Work to be completed -
Look through the lines below, find those with the word "fitted", and copy them.

..............................

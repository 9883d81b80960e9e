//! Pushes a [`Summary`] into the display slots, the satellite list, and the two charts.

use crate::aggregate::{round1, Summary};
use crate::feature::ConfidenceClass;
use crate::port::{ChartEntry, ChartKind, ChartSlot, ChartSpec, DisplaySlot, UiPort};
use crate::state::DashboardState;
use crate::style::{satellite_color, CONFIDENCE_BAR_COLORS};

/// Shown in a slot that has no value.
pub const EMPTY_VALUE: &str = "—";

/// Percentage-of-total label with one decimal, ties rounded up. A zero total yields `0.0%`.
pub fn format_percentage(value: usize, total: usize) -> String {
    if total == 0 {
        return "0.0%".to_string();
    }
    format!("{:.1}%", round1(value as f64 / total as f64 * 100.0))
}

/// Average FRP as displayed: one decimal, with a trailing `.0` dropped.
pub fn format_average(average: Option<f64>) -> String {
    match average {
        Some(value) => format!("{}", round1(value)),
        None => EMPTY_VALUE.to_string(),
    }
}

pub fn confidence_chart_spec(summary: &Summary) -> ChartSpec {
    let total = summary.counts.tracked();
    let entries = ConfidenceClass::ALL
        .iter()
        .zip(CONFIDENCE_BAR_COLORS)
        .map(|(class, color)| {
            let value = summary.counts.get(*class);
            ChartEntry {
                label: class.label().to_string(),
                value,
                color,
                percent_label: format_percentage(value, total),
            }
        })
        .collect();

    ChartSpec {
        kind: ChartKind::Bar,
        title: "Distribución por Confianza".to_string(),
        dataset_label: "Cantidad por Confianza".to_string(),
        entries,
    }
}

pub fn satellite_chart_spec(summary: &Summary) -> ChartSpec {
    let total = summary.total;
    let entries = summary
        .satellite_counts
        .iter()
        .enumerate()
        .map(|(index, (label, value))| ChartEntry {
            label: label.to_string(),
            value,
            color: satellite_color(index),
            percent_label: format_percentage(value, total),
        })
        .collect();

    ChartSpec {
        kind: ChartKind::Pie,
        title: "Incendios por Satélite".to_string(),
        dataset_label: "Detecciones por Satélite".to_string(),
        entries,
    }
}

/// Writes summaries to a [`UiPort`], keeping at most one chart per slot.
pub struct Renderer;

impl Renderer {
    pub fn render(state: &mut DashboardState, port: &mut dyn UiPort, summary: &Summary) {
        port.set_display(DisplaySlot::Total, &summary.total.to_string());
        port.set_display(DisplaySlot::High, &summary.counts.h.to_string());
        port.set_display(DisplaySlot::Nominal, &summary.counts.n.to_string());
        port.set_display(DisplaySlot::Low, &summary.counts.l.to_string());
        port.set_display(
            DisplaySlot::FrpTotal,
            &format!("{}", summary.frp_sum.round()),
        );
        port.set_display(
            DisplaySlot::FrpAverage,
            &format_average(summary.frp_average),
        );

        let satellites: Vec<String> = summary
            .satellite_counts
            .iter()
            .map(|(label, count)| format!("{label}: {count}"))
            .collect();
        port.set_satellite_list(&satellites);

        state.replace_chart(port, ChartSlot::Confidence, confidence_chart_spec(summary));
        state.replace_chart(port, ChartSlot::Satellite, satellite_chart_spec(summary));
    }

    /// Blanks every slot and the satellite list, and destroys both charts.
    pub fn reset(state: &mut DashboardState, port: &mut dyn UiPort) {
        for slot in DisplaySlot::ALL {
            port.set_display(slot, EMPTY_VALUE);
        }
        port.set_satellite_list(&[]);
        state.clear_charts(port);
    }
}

..............................

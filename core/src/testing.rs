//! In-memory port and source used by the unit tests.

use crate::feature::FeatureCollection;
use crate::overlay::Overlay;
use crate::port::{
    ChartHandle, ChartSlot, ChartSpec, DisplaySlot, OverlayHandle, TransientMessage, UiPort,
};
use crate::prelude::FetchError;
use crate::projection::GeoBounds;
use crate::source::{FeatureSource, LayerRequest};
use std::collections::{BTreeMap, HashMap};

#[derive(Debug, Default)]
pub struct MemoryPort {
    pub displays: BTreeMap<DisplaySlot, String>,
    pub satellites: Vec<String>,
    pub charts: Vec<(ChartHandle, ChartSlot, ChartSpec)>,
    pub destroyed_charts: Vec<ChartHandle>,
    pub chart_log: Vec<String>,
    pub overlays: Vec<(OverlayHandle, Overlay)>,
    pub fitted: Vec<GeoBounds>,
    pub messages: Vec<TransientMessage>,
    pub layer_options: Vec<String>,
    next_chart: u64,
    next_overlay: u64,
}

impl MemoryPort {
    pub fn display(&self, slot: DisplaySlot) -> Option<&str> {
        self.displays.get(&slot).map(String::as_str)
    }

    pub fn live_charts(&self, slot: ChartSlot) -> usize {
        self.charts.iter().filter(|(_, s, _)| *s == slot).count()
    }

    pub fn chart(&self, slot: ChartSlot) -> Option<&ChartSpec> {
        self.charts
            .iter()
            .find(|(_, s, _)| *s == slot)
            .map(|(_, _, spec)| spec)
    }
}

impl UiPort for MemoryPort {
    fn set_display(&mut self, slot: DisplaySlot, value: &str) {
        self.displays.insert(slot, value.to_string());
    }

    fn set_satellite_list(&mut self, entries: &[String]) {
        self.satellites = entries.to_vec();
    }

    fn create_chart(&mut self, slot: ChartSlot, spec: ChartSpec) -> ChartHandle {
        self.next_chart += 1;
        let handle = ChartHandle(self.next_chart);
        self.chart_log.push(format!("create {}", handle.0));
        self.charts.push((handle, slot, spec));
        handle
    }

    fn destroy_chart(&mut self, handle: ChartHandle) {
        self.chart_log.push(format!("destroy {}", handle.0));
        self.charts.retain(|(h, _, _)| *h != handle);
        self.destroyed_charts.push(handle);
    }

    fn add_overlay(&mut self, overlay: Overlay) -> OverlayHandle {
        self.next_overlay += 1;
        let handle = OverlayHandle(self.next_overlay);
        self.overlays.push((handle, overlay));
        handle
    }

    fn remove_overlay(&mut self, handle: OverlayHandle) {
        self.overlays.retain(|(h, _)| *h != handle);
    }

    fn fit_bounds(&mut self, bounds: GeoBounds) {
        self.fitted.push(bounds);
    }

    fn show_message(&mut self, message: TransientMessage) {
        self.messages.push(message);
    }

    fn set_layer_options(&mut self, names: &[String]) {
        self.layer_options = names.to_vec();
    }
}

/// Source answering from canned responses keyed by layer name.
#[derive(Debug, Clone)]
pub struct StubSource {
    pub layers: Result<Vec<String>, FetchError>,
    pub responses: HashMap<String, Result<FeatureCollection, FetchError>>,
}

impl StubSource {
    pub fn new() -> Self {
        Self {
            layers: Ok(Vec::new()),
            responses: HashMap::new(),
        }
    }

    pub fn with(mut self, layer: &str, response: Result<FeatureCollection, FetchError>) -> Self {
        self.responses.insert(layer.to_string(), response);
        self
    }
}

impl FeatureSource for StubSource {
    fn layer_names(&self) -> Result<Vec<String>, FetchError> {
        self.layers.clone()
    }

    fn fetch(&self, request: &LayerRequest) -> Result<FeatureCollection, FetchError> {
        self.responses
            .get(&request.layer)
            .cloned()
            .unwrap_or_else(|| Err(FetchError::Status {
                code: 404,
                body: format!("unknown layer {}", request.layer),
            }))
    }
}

..............................

Answer space -
    pub fitted: Vec<GeoBounds>,
        self.fitted.push(bounds);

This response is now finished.